DATA FOR ANALYSIS START

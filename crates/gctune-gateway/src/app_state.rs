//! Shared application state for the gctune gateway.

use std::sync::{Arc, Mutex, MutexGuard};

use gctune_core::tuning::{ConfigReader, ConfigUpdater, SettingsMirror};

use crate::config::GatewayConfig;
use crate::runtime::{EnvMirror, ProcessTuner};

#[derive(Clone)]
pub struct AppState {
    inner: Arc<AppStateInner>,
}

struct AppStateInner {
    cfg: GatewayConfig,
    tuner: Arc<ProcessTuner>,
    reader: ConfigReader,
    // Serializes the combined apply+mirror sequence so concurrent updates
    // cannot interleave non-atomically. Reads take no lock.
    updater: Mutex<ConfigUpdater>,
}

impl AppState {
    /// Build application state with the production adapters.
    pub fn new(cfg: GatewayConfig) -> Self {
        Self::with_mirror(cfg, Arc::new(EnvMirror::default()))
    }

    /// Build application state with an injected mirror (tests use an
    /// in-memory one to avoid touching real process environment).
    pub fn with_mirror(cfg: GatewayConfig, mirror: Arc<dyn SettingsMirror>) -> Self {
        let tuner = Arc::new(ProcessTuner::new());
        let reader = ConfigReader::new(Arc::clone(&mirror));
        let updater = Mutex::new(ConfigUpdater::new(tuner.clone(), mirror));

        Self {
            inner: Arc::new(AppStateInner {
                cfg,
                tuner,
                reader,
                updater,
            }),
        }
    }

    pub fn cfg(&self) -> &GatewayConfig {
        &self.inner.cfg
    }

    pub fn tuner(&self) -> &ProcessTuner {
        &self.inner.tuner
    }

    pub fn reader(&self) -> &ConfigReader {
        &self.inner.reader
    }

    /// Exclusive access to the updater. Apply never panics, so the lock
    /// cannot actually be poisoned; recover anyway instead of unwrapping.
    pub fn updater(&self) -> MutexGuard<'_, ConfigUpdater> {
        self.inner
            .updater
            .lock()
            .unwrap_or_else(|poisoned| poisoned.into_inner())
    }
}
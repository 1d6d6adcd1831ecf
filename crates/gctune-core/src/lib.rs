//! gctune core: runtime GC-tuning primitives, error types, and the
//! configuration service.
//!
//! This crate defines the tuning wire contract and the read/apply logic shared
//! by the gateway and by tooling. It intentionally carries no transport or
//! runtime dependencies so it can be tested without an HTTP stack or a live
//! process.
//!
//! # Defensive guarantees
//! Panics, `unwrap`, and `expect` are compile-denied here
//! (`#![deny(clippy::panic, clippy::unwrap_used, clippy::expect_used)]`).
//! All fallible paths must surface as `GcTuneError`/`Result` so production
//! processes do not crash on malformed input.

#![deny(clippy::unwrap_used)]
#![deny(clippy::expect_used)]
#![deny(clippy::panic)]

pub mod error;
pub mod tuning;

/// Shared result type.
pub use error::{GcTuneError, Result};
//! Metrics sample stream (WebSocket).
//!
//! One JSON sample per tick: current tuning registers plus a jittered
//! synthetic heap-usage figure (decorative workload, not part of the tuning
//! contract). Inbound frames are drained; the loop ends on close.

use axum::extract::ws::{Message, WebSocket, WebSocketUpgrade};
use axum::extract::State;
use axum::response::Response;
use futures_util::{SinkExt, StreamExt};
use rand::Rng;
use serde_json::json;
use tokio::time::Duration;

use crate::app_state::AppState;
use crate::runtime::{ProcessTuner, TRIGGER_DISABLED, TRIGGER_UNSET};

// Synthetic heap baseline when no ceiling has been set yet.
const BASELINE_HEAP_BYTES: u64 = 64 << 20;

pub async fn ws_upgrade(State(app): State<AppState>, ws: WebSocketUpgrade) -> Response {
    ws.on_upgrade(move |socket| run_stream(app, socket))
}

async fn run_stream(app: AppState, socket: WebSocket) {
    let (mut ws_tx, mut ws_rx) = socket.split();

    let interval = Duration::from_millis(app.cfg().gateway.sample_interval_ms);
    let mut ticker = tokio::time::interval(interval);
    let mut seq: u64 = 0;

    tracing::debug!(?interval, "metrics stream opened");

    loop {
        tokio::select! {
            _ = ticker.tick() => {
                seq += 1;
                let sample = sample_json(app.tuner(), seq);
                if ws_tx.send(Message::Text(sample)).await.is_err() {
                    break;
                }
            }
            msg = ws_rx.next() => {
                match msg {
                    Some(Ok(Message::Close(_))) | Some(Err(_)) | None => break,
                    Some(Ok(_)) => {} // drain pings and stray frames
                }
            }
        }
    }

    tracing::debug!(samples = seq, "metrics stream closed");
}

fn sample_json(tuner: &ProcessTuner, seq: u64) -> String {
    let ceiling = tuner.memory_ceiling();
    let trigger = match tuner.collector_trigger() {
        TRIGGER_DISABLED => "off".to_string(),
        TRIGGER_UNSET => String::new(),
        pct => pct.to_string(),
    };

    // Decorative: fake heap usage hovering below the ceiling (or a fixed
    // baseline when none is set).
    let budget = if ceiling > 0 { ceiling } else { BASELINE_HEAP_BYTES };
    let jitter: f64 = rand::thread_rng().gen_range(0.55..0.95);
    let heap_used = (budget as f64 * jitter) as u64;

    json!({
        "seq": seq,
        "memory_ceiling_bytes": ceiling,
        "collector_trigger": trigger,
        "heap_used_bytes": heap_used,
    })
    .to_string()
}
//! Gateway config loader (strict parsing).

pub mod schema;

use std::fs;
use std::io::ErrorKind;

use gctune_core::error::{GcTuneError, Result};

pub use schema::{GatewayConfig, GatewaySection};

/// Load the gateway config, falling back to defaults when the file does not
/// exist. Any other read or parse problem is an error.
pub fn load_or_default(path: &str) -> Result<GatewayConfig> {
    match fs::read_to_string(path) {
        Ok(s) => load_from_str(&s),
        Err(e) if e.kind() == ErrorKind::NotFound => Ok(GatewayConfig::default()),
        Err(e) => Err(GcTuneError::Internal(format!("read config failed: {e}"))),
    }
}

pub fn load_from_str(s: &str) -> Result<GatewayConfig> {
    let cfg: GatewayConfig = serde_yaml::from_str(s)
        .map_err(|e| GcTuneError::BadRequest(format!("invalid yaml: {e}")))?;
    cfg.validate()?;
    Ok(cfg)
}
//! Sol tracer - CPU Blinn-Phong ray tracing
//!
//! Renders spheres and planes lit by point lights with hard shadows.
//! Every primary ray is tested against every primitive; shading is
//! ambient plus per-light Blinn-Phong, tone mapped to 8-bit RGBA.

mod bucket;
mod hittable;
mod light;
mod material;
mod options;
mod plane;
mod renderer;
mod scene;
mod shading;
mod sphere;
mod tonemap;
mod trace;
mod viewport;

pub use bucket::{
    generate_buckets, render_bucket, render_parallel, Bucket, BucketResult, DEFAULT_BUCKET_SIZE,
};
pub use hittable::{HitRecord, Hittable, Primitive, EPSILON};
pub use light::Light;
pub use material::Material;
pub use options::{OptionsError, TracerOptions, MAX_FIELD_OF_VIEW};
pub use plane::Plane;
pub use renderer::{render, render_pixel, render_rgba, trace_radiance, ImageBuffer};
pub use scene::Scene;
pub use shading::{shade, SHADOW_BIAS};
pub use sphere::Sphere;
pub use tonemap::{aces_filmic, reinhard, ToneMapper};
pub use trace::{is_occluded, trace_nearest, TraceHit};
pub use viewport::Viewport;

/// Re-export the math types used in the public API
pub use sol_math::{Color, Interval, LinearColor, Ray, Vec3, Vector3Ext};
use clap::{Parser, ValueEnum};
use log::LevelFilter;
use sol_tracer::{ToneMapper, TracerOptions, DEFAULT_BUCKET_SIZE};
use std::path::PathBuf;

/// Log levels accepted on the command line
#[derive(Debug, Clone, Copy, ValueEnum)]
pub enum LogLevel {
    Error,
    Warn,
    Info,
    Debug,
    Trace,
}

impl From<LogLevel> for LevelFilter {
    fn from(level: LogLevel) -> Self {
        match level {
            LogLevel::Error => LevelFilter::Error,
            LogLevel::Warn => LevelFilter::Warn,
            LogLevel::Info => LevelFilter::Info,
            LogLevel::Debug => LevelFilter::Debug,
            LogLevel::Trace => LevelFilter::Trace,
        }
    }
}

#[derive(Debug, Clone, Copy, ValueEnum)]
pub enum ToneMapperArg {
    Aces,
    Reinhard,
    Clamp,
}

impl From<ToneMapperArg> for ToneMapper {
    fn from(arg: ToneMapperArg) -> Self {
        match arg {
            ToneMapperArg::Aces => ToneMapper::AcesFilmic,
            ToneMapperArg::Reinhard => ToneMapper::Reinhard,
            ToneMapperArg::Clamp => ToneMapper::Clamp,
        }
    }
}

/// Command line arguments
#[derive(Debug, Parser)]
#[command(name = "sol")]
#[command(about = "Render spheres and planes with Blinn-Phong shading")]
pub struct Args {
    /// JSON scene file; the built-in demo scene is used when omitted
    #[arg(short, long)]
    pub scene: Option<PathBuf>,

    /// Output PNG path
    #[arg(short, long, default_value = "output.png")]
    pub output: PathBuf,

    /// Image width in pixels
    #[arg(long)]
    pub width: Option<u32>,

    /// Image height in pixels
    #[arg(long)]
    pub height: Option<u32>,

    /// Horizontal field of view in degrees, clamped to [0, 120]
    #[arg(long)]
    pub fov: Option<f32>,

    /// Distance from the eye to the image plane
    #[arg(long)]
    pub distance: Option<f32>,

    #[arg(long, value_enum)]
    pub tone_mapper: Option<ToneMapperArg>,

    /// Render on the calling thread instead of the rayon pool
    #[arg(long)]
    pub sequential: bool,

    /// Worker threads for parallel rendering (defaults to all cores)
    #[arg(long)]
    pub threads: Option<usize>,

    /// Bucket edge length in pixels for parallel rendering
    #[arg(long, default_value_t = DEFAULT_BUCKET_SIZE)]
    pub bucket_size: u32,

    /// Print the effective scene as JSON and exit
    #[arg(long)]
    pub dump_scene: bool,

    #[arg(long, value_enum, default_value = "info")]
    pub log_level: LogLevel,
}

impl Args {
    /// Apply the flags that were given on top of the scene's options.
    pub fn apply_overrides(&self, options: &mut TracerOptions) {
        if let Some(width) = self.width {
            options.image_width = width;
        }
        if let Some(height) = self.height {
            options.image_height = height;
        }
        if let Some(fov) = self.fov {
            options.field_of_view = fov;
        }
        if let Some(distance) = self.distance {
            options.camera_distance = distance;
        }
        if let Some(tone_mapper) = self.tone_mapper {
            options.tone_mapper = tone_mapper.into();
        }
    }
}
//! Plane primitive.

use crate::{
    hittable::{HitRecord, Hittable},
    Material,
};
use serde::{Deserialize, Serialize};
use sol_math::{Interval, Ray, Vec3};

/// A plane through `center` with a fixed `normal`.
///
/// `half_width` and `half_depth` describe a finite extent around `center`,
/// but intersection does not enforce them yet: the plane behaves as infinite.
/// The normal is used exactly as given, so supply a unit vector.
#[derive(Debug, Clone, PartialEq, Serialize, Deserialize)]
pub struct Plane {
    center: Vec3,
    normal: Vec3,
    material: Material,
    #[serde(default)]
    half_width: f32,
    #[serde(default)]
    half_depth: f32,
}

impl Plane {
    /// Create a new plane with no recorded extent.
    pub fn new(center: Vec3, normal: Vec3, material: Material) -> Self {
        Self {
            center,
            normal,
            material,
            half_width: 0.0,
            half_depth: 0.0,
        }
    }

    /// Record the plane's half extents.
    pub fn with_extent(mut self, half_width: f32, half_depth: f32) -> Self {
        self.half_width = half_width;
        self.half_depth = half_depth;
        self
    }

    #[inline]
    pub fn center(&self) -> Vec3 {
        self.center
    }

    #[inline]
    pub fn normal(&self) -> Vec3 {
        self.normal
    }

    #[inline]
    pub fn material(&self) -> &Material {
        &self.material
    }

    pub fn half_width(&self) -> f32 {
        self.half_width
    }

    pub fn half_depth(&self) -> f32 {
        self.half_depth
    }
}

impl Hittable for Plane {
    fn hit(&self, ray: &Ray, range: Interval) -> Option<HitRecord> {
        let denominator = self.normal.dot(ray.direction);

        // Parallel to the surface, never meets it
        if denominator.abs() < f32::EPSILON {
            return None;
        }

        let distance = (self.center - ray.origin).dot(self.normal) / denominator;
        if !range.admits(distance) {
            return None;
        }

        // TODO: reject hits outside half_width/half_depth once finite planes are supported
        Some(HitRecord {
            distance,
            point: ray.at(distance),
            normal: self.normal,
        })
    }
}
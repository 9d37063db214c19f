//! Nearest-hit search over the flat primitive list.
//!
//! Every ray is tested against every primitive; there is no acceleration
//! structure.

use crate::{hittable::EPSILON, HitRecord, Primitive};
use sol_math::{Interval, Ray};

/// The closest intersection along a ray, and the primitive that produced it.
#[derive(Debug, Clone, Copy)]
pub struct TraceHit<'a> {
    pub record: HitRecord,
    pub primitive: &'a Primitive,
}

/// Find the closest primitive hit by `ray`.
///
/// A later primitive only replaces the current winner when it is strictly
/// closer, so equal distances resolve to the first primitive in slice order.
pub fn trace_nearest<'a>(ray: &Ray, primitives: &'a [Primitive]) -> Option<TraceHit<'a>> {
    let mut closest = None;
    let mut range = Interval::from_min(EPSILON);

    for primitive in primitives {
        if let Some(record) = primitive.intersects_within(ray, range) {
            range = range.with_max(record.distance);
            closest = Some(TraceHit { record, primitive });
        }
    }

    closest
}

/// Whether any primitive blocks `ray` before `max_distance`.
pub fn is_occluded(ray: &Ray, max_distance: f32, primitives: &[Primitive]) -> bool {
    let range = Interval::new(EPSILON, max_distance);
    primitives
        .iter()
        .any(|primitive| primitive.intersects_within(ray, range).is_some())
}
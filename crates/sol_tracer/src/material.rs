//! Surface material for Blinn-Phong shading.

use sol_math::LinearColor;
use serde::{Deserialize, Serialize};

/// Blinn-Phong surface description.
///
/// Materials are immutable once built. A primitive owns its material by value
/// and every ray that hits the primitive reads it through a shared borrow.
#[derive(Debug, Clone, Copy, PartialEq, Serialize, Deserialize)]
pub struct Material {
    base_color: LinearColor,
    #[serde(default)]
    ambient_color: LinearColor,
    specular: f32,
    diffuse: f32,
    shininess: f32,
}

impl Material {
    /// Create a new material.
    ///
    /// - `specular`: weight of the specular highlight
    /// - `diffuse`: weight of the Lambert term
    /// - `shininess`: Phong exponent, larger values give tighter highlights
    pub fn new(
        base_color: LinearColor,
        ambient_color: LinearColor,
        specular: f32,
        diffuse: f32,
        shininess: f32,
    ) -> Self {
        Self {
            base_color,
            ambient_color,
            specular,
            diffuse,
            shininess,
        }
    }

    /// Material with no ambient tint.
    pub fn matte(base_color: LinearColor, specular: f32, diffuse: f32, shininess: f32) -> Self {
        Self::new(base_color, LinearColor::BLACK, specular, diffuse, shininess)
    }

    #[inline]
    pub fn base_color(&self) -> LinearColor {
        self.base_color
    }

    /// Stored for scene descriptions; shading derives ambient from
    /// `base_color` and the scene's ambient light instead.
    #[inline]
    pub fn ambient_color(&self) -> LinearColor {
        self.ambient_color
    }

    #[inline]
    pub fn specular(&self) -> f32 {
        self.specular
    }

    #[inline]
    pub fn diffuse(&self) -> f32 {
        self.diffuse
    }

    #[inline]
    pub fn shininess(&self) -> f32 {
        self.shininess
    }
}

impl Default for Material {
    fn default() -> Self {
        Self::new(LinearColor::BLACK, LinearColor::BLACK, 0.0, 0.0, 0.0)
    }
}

DATA FOR ANALYSIS END

### EXERCISE REQUIREMENTS
Which of the lines above hold the string "shininess"? Pick each of them out.

### EXERCISE ANSWER
    shininess: f32,
    /// - `shininess`: Phong exponent, larger values give tighter highlights
        shininess: f32,
            shininess,
    pub fn matte(base_color: LinearColor, specular: f32, diffuse: f32, shininess: f32) -> Self {
        Self::new(base_color, LinearColor::BLACK, specular, diffuse, shininess)
    pub fn shininess(&self) -> f32 {
        self.shininess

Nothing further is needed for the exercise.